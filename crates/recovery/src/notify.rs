//! User-facing notifications raised by the default recovery policy.
//!
//! These are advisory toast-style signals ("Retrying (2/3)", "Service
//! restored"). The recovery logic never depends on them being delivered.

use std::fmt;

use serde::{Deserialize, Serialize};
use tracing::{error, info, warn};

#[derive(Debug, Clone, Copy, PartialEq, Eq, Hash, Serialize, Deserialize)]
#[serde(rename_all = "lowercase")]
pub enum NotificationLevel {
    Info,
    Success,
    Warning,
    Error,
}

impl fmt::Display for NotificationLevel {
    fn fmt(&self, f: &mut fmt::Formatter<'_>) -> fmt::Result {
        let label = match self {
            Self::Info => "info",
            Self::Success => "success",
            Self::Warning => "warning",
            Self::Error => "error",
        };
        f.write_str(label)
    }
}

/// A single toast-equivalent message
#[derive(Debug, Clone, PartialEq, Eq, Serialize, Deserialize)]
pub struct Notification {
    pub level: NotificationLevel,
    pub title: String,
    pub message: String,
}

impl Notification {
    pub fn new(
        level: NotificationLevel,
        title: impl Into<String>,
        message: impl Into<String>,
    ) -> Self {
        Self { level, title: title.into(), message: message.into() }
    }

    pub fn info(title: impl Into<String>, message: impl Into<String>) -> Self {
        Self::new(NotificationLevel::Info, title, message)
    }

    pub fn success(title: impl Into<String>, message: impl Into<String>) -> Self {
        Self::new(NotificationLevel::Success, title, message)
    }

    pub fn warning(title: impl Into<String>, message: impl Into<String>) -> Self {
        Self::new(NotificationLevel::Warning, title, message)
    }

    pub fn error(title: impl Into<String>, message: impl Into<String>) -> Self {
        Self::new(NotificationLevel::Error, title, message)
    }
}

/// Sink for user-facing notifications.
///
/// Called synchronously from retry and breaker hooks, so implementations
/// should hand the notification off rather than block.
pub trait Notifier: Send + Sync {
    fn notify(&self, notification: Notification);
}

/// Emits notifications as `tracing` events on the `notification` target
#[derive(Debug, Clone, Copy, Default)]
pub struct TracingNotifier;

impl Notifier for TracingNotifier {
    fn notify(&self, notification: Notification) {
        let Notification { level, title, message } = notification;
        match level {
            NotificationLevel::Info | NotificationLevel::Success => {
                info!(target: "notification", %level, %title, "{message}")
            }
            NotificationLevel::Warning => warn!(target: "notification", %level, %title, "{message}"),
            NotificationLevel::Error => error!(target: "notification", %level, %title, "{message}"),
        }
    }
}

/// Discards every notification
#[derive(Debug, Clone, Copy, Default)]
pub struct NoopNotifier;

impl Notifier for NoopNotifier {
    fn notify(&self, _notification: Notification) {}
}

#[cfg(test)]
mod tests {
    use super::*;

    #[test]
    fn test_notification_constructors() {
        let toast = Notification::warning("Retrying", "Retrying (1/3)");
        assert_eq!(toast.level, NotificationLevel::Warning);
        assert_eq!(toast.title, "Retrying");
        assert_eq!(toast.message, "Retrying (1/3)");
        assert_eq!(Notification::success("a", "b").level, NotificationLevel::Success);
    }

    #[test]
    fn test_notification_level_serializes_lowercase() {
        let json = serde_json::to_string(&NotificationLevel::Success).expect("serialize level");
        assert_eq!(json, "\"success\"");
        assert_eq!(NotificationLevel::Error.to_string(), "error");
    }

    /// Tests that the built-in notifiers accept every level without panicking
    #[test]
    fn test_builtin_notifiers_accept_all_levels() {
        for notification in [
            Notification::info("i", "info"),
            Notification::success("s", "success"),
            Notification::warning("w", "warning"),
            Notification::error("e", "error"),
        ] {
            TracingNotifier.notify(notification.clone());
            NoopNotifier.notify(notification);
        }
    }
}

....

→ What you need to do:
Copy out every line in the listing where the word "PartialEq" appears.

→ Response below:
#[derive(Debug, Clone, Copy, PartialEq, Eq, Hash, Serialize, Deserialize)]
#[derive(Debug, Clone, PartialEq, Eq, Serialize, Deserialize)]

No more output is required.